Prompt: Your answer should consist of each line below that includes the word "status".

Dataset extract:
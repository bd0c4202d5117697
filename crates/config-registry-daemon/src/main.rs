//! Config registry daemon
//!
//! Opens the persistent registry, serves the management API and keeps the
//! agent fleet notified about configuration changes.

use anyhow::Result;
use clap::Parser;
use config_registry::{ChangeNotifier, Registry, RegistryConfig, WsServer};
use std::path::PathBuf;
use std::sync::Arc;
use std::time::Duration;
use tracing::{error, info};

#[derive(Parser, Debug)]
#[command(name = "config-registryd")]
#[command(about = "Configuration registry for monitoring agents", long_about = None)]
struct Args {
    /// Path to a YAML or JSON configuration file
    #[arg(short, long)]
    config: Option<PathBuf>,

    /// Listen address, overriding the configuration file
    #[arg(short, long)]
    listen: Option<String>,

    /// Database directory, overriding the configuration file
    #[arg(short, long)]
    data_dir: Option<PathBuf>,
}

#[tokio::main]
async fn main() -> Result<()> {
    // Initialize tracing
    tracing_subscriber::fmt().with_target(false).init();

    let args = Args::parse();

    let mut config = match &args.config {
        Some(path) => {
            info!("Loading configuration from {}", path.display());
            RegistryConfig::from_file(path).await?
        }
        None => RegistryConfig::default(),
    };
    config.apply_env();
    if let Some(listen) = args.listen {
        config.server.listen_addr = listen;
    }
    if let Some(data_dir) = args.data_dir {
        config.storage.db_path = data_dir;
    }

    info!("Starting config registry on {}", config.server.listen_addr);
    info!("Database: {}", config.storage.db_path.display());

    // No registry without its store
    let registry = Arc::new(Registry::open(&config.storage.db_path).await?);

    let (notifier, notifier_handle) = ChangeNotifier::new(
        registry.clone(),
        config.agents.endpoints.clone(),
        Duration::from_secs(config.agents.nudge_interval_secs),
    )?;
    let notifier_task = tokio::spawn(notifier.run());

    let server = WsServer::new(&config.server.listen_addr, registry).await?;

    loop {
        tokio::select! {
            accepted = server.accept() => match accepted {
                Ok(handler) => {
                    tokio::spawn(handler.handle());
                }
                Err(e) => {
                    error!("Accept error: {}", e);
                    break;
                }
            },
            _ = tokio::signal::ctrl_c() => {
                info!("Shutting down");
                break;
            }
        }
    }

    notifier_handle.shutdown();
    notifier_task.await?;

    Ok(())
}
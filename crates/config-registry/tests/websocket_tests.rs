//! WebSocket transport integration tests

use async_net::TcpStream;
use async_tungstenite::{WebSocketStream, client_async};
use config_registry::{Action, ConfigRecord, ErrorInfo, Registry, WsMessage, WsServer};
use futures::{SinkExt, StreamExt};
use serde_json::{Value, json};
use std::net::SocketAddr;
use std::sync::Arc;
use std::time::Duration;
use tungstenite::Message;

/// Minimal request/response client for driving the transport
struct TestClient {
    ws: WebSocketStream<TcpStream>,
}

impl TestClient {
    async fn connect(addr: SocketAddr) -> anyhow::Result<Self> {
        let stream = TcpStream::connect(addr).await?;
        let (ws, _) = client_async(&format!("ws://{}", addr), stream).await?;
        Ok(Self { ws })
    }

    async fn request(
        &mut self,
        action: Action,
        params: Value,
    ) -> anyhow::Result<(Option<Value>, Option<ErrorInfo>)> {
        let id = uuid::Uuid::new_v4().to_string();
        let msg = WsMessage::Request {
            id: id.clone(),
            action,
            params,
        };
        self.ws
            .send(Message::Text(serde_json::to_string(&msg)?.into()))
            .await?;

        while let Some(msg) = self.ws.next().await {
            if let Message::Text(text) = msg? {
                let parsed: WsMessage = serde_json::from_str(&text)?;
                if let WsMessage::Response {
                    id: response_id,
                    data,
                    error,
                } = parsed
                {
                    if response_id == id {
                        return Ok((data, error));
                    }
                }
            }
        }

        anyhow::bail!("connection closed before response arrived")
    }

    async fn expect_data(&mut self, action: Action, params: Value) -> anyhow::Result<Value> {
        let (data, error) = self.request(action, params).await?;
        if let Some(error) = error {
            anyhow::bail!("unexpected error response: {} ({})", error.message, error.code);
        }
        data.ok_or_else(|| anyhow::anyhow!("response carried no data"))
    }

    async fn close(mut self) -> anyhow::Result<()> {
        self.ws.send(Message::Close(None)).await?;
        Ok(())
    }
}

async fn start_server() -> (Arc<Registry>, SocketAddr, smol::Task<()>) {
    let registry = Arc::new(Registry::in_memory().await.expect("Failed to create registry"));
    let server = WsServer::new("127.0.0.1:0", registry.clone())
        .await
        .expect("Failed to create server");

    let server_addr = server
        .listener
        .local_addr()
        .expect("Failed to get server address");

    let server_task = smol::spawn(async move {
        loop {
            match server.accept().await {
                Ok(handler) => {
                    smol::spawn(handler.handle()).detach();
                }
                Err(_) => break,
            }
        }
    });

    // Give server time to start
    smol::Timer::after(Duration::from_millis(100)).await;

    (registry, server_addr, server_task)
}

#[smol_potat::test]
async fn test_config_lifecycle_over_websocket() {
    let (registry, server_addr, server_task) = start_server().await;

    let mut client = TestClient::connect(server_addr)
        .await
        .expect("Failed to connect client");

    // Empty registry lists nothing
    let listed = client
        .expect_data(Action::ListConfigs, json!({}))
        .await
        .unwrap();
    assert_eq!(listed.as_array().unwrap().len(), 0);

    // Add a record
    client
        .expect_data(
            Action::AddConfig,
            json!({
                "service_name": "svc-a",
                "status_page": "https://status.example.com",
                "poll_frequency": 30,
                "poll_pages": ["/health"],
            }),
        )
        .await
        .unwrap();

    // Get it back
    let fetched = client
        .expect_data(Action::GetConfig, json!({ "service_name": "svc-a" }))
        .await
        .unwrap();
    let record: ConfigRecord = serde_json::from_value(fetched).unwrap();
    assert_eq!(record.service_name, "svc-a");
    assert_eq!(record.poll_frequency, 30);

    // Merge-update: empty fields must not clobber stored values
    client
        .expect_data(
            Action::UpdateConfig,
            json!({ "service_name": "svc-a", "poll_frequency": 120 }),
        )
        .await
        .unwrap();
    let fetched = client
        .expect_data(Action::GetConfig, json!({ "service_name": "svc-a" }))
        .await
        .unwrap();
    let record: ConfigRecord = serde_json::from_value(fetched).unwrap();
    assert_eq!(record.poll_frequency, 120);
    assert_eq!(record.status_page, "https://status.example.com");

    // Export carries the full set
    let exported = client
        .expect_data(Action::ExportConfigs, json!({}))
        .await
        .unwrap();
    assert_eq!(exported["count"], 1);
    assert_eq!(exported["records"][0]["service_name"], "svc-a");

    // The mutations above marked the registry dirty
    assert!(registry.needs_reload());

    // Remove, then a lookup reports not_found
    client
        .expect_data(Action::RemoveConfig, json!({ "service_name": "svc-a" }))
        .await
        .unwrap();
    let (data, error) = client
        .request(Action::GetConfig, json!({ "service_name": "svc-a" }))
        .await
        .unwrap();
    assert!(data.is_none());
    assert_eq!(error.unwrap().code, "not_found");

    client.close().await.unwrap();
    drop(server_task);
}

#[smol_potat::test]
async fn test_nameless_payloads_are_rejected() {
    let (registry, server_addr, server_task) = start_server().await;

    let mut client = TestClient::connect(server_addr)
        .await
        .expect("Failed to connect client");

    let (data, error) = client
        .request(Action::AddConfig, json!({ "poll_frequency": 30 }))
        .await
        .unwrap();
    assert!(data.is_none());
    assert_eq!(error.unwrap().code, "validation");

    let (_, error) = client
        .request(Action::UpdateConfig, json!({ "display_domain": "a.example.com" }))
        .await
        .unwrap();
    assert_eq!(error.unwrap().code, "validation");

    // Nothing reached the store
    assert!(registry.list().await.unwrap().is_empty());

    client.close().await.unwrap();
    drop(server_task);
}

#[smol_potat::test]
async fn test_import_from_local_dump() {
    let (_registry, server_addr, server_task) = start_server().await;

    // Write a line-delimited dump the way another instance would export it
    let dir = tempfile::tempdir().unwrap();
    let dump_path = dir.path().join("dump.jsonl");
    let mut payload = String::new();
    for name in ["svc-a", "svc-b"] {
        payload.push_str(&serde_json::to_string(&ConfigRecord::new(name).unwrap()).unwrap());
        payload.push('\n');
    }
    async_fs::write(&dump_path, payload).await.unwrap();

    let mut client = TestClient::connect(server_addr)
        .await
        .expect("Failed to connect client");

    let imported = client
        .expect_data(
            Action::ImportConfigs,
            json!({ "source": dump_path.to_str().unwrap() }),
        )
        .await
        .unwrap();
    assert_eq!(imported["imported"], 2);

    let listed = client
        .expect_data(Action::ListConfigs, json!({}))
        .await
        .unwrap();
    assert_eq!(listed.as_array().unwrap().len(), 2);

    client.close().await.unwrap();
    drop(server_task);
}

Solution for this exercise:
                "status_page": "https://status.example.com",
    assert_eq!(record.status_page, "https://status.example.com");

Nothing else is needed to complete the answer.